When you reach the line that contains "for API operations" in the data below, copy it and every line after it exactly, adding nothing.

Listed records: Begin

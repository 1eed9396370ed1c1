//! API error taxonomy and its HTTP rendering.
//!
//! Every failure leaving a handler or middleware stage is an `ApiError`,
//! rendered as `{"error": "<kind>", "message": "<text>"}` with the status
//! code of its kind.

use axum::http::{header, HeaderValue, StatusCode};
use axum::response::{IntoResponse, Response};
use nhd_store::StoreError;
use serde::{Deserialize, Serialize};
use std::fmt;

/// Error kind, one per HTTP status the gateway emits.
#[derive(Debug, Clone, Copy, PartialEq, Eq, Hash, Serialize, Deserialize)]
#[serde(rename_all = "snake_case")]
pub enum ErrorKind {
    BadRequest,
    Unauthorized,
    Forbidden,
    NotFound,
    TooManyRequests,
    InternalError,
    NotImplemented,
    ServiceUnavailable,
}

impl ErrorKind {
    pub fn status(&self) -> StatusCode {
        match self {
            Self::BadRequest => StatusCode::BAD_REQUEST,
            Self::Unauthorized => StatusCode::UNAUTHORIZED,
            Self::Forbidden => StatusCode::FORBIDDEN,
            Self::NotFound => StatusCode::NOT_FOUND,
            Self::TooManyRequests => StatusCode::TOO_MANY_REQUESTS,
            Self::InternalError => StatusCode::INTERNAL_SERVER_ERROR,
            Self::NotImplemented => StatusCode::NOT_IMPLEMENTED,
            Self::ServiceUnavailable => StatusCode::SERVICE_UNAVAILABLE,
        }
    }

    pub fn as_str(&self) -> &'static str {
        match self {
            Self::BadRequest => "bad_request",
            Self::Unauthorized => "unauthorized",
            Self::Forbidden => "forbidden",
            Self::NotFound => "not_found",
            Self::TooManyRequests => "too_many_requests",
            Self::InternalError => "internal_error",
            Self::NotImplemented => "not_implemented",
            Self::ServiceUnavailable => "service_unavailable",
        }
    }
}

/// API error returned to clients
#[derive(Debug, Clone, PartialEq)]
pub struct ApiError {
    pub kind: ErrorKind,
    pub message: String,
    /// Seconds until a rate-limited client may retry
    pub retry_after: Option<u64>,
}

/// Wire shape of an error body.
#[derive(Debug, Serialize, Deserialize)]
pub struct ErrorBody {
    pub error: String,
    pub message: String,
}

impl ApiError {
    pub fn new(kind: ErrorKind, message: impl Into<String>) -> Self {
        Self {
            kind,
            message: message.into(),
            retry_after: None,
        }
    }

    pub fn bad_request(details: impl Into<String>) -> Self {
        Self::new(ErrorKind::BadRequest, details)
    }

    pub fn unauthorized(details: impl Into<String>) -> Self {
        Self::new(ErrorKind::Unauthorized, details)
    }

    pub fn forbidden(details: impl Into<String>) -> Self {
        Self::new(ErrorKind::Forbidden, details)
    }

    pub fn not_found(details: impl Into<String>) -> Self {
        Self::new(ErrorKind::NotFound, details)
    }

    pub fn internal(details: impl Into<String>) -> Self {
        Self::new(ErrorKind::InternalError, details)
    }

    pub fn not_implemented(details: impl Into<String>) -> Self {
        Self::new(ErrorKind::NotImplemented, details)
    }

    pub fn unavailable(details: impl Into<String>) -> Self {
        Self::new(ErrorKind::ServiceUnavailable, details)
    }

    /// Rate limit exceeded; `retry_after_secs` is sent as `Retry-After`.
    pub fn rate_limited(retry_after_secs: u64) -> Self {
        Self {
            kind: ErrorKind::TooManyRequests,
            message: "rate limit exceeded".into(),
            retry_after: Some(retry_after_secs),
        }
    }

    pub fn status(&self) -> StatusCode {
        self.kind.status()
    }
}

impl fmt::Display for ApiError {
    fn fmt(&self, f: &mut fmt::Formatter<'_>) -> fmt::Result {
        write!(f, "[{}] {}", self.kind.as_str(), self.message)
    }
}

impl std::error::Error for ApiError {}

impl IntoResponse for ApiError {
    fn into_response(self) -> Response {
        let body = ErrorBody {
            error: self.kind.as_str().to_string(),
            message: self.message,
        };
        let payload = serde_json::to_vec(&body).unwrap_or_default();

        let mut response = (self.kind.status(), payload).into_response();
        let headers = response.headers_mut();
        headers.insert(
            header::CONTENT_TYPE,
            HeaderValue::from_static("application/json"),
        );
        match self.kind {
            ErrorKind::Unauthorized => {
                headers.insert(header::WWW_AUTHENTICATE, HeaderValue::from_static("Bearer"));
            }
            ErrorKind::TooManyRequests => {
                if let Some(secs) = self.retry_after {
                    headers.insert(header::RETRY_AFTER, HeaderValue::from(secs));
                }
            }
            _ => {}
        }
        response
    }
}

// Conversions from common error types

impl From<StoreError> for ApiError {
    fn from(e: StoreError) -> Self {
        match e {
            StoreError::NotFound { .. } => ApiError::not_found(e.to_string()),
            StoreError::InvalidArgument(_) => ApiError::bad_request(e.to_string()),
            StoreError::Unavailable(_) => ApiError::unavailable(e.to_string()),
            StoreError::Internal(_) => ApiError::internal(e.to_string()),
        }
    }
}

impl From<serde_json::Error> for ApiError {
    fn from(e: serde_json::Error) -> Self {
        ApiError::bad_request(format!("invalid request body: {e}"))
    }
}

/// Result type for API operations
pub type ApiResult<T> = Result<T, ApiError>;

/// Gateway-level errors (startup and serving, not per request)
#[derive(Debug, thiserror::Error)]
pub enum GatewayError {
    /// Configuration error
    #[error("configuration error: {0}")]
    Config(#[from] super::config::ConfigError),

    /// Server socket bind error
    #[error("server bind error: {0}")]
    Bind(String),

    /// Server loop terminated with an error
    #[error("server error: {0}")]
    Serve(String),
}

Listed records: End

• The answer:
/// Result type for API operations
pub type ApiResult<T> = Result<T, ApiError>;

/// Gateway-level errors (startup and serving, not per request)
#[derive(Debug, thiserror::Error)]
pub enum GatewayError {
    /// Configuration error
    #[error("configuration error: {0}")]
    Config(#[from] super::config::ConfigError),

    /// Server socket bind error
    #[error("server bind error: {0}")]
    Bind(String),

    /// Server loop terminated with an error
    #[error("server error: {0}")]
    Serve(String),
}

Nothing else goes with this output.